> TASK PROMPT
From the entries below, please gather each line containing the string "GitChoice".

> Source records
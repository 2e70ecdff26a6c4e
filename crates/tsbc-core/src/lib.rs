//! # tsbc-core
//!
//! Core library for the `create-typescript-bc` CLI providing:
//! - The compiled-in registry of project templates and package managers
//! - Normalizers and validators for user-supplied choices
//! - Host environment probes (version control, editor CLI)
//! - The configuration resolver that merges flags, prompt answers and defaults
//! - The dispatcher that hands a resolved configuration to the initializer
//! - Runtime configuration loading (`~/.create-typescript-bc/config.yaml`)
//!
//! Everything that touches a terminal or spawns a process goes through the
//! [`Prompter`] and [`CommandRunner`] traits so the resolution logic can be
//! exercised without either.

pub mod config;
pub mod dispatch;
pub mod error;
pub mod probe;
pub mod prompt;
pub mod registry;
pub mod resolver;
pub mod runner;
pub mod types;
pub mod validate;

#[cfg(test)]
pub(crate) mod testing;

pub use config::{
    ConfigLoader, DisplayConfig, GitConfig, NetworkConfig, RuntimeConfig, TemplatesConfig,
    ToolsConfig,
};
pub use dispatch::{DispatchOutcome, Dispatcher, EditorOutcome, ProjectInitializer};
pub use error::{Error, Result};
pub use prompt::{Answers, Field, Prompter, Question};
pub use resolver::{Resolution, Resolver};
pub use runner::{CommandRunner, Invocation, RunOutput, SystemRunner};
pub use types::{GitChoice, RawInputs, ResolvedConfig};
...
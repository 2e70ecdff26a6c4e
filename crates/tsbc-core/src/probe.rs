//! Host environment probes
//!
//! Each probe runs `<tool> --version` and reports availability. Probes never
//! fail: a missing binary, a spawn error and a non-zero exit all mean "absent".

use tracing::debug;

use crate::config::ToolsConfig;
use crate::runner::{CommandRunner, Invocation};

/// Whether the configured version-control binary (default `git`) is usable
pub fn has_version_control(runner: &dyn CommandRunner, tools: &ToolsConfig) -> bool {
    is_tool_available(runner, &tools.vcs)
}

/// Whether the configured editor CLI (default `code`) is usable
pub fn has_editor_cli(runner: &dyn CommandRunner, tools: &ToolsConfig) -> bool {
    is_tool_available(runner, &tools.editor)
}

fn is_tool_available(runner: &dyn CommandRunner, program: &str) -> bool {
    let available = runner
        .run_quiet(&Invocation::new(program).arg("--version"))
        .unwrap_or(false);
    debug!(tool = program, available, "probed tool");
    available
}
...
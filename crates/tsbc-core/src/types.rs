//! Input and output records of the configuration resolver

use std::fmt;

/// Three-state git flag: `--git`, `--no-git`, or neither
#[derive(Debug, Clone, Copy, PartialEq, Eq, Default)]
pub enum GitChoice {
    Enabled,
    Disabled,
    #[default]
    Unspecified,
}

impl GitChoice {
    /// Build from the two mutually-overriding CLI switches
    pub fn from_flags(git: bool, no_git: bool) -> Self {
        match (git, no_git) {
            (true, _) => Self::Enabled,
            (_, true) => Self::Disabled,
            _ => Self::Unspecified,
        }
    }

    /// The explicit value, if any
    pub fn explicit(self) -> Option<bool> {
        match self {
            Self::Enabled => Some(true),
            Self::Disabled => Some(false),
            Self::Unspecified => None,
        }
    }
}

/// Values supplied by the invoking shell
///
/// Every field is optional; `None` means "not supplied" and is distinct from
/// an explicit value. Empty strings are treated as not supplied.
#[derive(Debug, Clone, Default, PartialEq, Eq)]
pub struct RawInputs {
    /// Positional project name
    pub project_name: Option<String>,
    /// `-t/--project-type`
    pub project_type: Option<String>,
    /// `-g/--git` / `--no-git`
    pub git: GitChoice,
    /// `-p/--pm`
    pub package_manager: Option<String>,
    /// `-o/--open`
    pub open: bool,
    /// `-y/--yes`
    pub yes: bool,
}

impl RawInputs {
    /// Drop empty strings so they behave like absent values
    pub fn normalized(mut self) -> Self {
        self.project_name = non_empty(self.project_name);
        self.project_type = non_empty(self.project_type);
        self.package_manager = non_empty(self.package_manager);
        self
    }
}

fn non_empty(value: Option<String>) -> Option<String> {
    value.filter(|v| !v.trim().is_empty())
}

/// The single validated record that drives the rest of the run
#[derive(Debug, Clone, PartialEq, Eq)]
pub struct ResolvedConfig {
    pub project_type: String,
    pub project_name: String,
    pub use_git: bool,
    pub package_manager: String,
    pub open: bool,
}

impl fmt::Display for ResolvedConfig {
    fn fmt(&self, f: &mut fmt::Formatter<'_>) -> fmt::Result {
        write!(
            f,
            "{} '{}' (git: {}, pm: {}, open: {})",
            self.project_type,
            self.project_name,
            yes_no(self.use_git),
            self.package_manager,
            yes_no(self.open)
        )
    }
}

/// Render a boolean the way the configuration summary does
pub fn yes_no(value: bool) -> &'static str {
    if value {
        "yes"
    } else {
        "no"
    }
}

> TASK ANSWER
pub use types::{GitChoice, RawInputs, ResolvedConfig};
pub enum GitChoice {
impl GitChoice {
    pub git: GitChoice,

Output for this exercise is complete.